A crane was placing new shipping containers on an otherwise barren landscape rutted with huge tire tracks. Backhaus's team all wore yellow hardhats and everyone had to yell over the roar of planes taking off just overhead every minute or so. Despite the location being a terribly unattractive one for residential development, Liotta says it turns out to be pretty swell for plants. The slight increase in ambient CO2 along the jet way has a positive effect on lettuce growth.

These accidental benefits turn up in other ways, too, to make Podponics even more of a closed-loop system than it originally set out to be. They use energy during off-peak hours of the day, which both helps to make the city's power grid more stable, and reduces the company's energy costs. They can even help make the grid more efficient by providing the utility demand response, so when power is needed elsewhere on the grid, Podponics can reduce the amount of energy they're using, allowing the utility not to switch on expensive and dirty peaker power plants.

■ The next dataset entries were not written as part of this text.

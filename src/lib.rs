//! # Talkback: a pull/push source protocol for Rust
//!
//! This crate implements a minimal message protocol between producers
//! (sources) and consumers (sinks). Both sides are actors receiving one of
//! three messages: START carrying a talkback channel, DATA carrying a value,
//! and END carrying an optional error. Sinks talk back through the channel to
//! pull the next value or stop the source.
//!
//! ## Core Concepts
//!
//! - **Source**: Starts a handshake with every sink it is given
//! - **Sink**: Reacts to START, DATA and END
//! - **Producer**: Emits through a lifecycle that rejects protocol misuse
//! - **Consumption**: Imperative handle to pull, stop and restart a source
//! - **Operators**: Sources wrapping other sources (`map`, `take`, `switch_error`)
//!
//! ## Example
//!
//! ```rust
//! use talkback::prelude::*;
//!
//! fn main() -> Result<()> {
//!     let source = from_iter(1..=100)
//!         .map(|x| x * 2)
//!         .take(3);
//!
//!     assert_eq!(drain(&source)?, vec![2, 4, 6]);
//!     Ok(())
//! }
//! ```

pub mod consume;
pub mod core;
pub mod diagnostics;
pub mod error;
pub mod processors;
pub mod sinks;
pub mod sources;
pub mod util;

// Re-export commonly used items
pub mod prelude {
    pub use crate::consume::{consume, consume_lazy, drain, Consumption, WeakConsumption};
    pub use crate::core::{
        Actor, Kind, LifecycleState, Message, Operation, ProtocolViolation, Signal, Sink, Source,
        Talkback,
    };
    pub use crate::diagnostics::Diagnostics;
    pub use crate::error::{Error, Result};
    pub use crate::processors::{map, switch_error, take, SourceExt};
    pub use crate::sinks::{create_sink, Handlers, Management};
    pub use crate::sources::{
        create_source, create_source_with, from_iter, interval, pullable_from_iter, Producer,
        SourceConfig, Teardown,
    };
    pub use crate::util::{into_stream, SourceStream};
}

// Re-export main error type
pub use error::{Error, Result};

// Version information
pub const VERSION: &str = env!("CARGO_PKG_VERSION");
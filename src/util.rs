//! Bridges between sources and the async ecosystem.

use std::cell::{Cell, RefCell};
use std::collections::VecDeque;
use std::fmt;
use std::pin::Pin;
use std::rc::Rc;
use std::task::{Context, Poll, Waker};

use futures_core::Stream;

use crate::consume::{consume_lazy, Consumption};
use crate::core::Source;
use crate::error::{Error, Result};
use crate::sinks::Handlers;

struct Shared<T> {
    buffer: RefCell<VecDeque<T>>,
    failure: RefCell<Option<Error>>,
    ended: Cell<bool>,
    /// A pull was sent and not yet answered
    pulling: Cell<bool>,
    waker: RefCell<Option<Waker>>,
}

impl<T> Shared<T> {
    fn wake(&self) {
        let waker = self.waker.borrow_mut().take();
        if let Some(waker) = waker {
            waker.wake();
        }
    }
}

/// A [`Stream`] over the values of a source.
///
/// The source is started on first poll. Whenever the stream has nothing
/// buffered it pulls once, so pull sources advance at the pace of the
/// reader; values pushed faster than they are read are buffered. A failure
/// is yielded as a single `Err` before the stream ends. Dropping the stream
/// stops the source.
pub struct SourceStream<T> {
    consumption: Consumption,
    shared: Rc<Shared<T>>,
}

impl<T: 'static> SourceStream<T> {
    pub fn new(source: &Source<T>) -> Self {
        let shared = Rc::new(Shared {
            buffer: RefCell::new(VecDeque::new()),
            failure: RefCell::new(None),
            ended: Cell::new(false),
            pulling: Cell::new(false),
            waker: RefCell::new(None),
        });

        let (on_start, on_next, on_error, on_end) = (
            Rc::clone(&shared),
            Rc::clone(&shared),
            Rc::clone(&shared),
            Rc::clone(&shared),
        );
        let handlers = Handlers::new()
            .start(move |_| on_start.wake())
            .next(move |value| {
                on_next.pulling.set(false);
                on_next.buffer.borrow_mut().push_back(value);
                on_next.wake();
            })
            .error(move |error| {
                *on_error.failure.borrow_mut() = Some(error);
            })
            .end(move || {
                on_end.ended.set(true);
                on_end.wake();
            });

        Self {
            consumption: consume_lazy(source, handlers),
            shared,
        }
    }

    fn take_ready(&self) -> Option<Option<Result<T>>> {
        if let Some(value) = self.shared.buffer.borrow_mut().pop_front() {
            return Some(Some(Ok(value)));
        }
        if let Some(error) = self.shared.failure.borrow_mut().take() {
            return Some(Some(Err(error)));
        }
        if self.shared.ended.get() {
            return Some(None);
        }
        None
    }

    fn request(&self) {
        if !self.consumption.started() {
            self.consumption.start();
        }
        if self.consumption.started() && !self.shared.pulling.get() {
            self.shared.pulling.set(true);
            if let Err(err) = self.consumption.pull() {
                tracing::debug!(%err, "stream pull ignored");
            }
        }
    }
}

impl<T: 'static> Stream for SourceStream<T> {
    type Item = Result<T>;

    fn poll_next(self: Pin<&mut Self>, cx: &mut Context<'_>) -> Poll<Option<Self::Item>> {
        let this = self.get_mut();
        if let Some(item) = this.take_ready() {
            return Poll::Ready(item);
        }

        this.shared.waker.replace(Some(cx.waker().clone()));
        this.request();

        // Synchronous sources answer within `request`
        match this.take_ready() {
            Some(item) => Poll::Ready(item),
            None => Poll::Pending,
        }
    }
}

impl<T> Drop for SourceStream<T> {
    fn drop(&mut self) {
        if self.consumption.started() {
            let _ = self.consumption.stop();
        }
    }
}

impl<T> fmt::Debug for SourceStream<T> {
    fn fmt(&self, f: &mut fmt::Formatter<'_>) -> fmt::Result {
        f.debug_struct("SourceStream")
            .field("buffered", &self.shared.buffer.borrow().len())
            .field("ended", &self.shared.ended.get())
            .field("consumption", &self.consumption)
            .finish()
    }
}

/// Consume `source` as a [`Stream`].
pub fn into_stream<T: 'static>(source: &Source<T>) -> SourceStream<T> {
    SourceStream::new(source)
}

When the new site gets up and running, Backhaus estimates that Podponics will turn out 40-50 tons of green per year, though with the newly available real estate, they expect to experiment with other crops, which may vary the total weight output. While they could continue to expand many times over within the bounds of their current location, they have designs on a different kind of expansion model.

 "Our ultimate vision is to get 80-100 pods next to the Publix distribution center in Florida or the Walmart distribution center," says Backhaus, "so that we can harvest right there in the morning and plug it directly into their supply chain. We're mainlining fresh produce into the regional distribution network."

They are also talking with potential partners in the UAE and Germany, who are dealing with various resource limitations that make this model look appealing. For now, this is a Georgia business serving other Georgia businesses. And while you probably won't spot these shipping containers while visiting Atlanta, you're likely to spot Podponics lettuce on any number of local menus.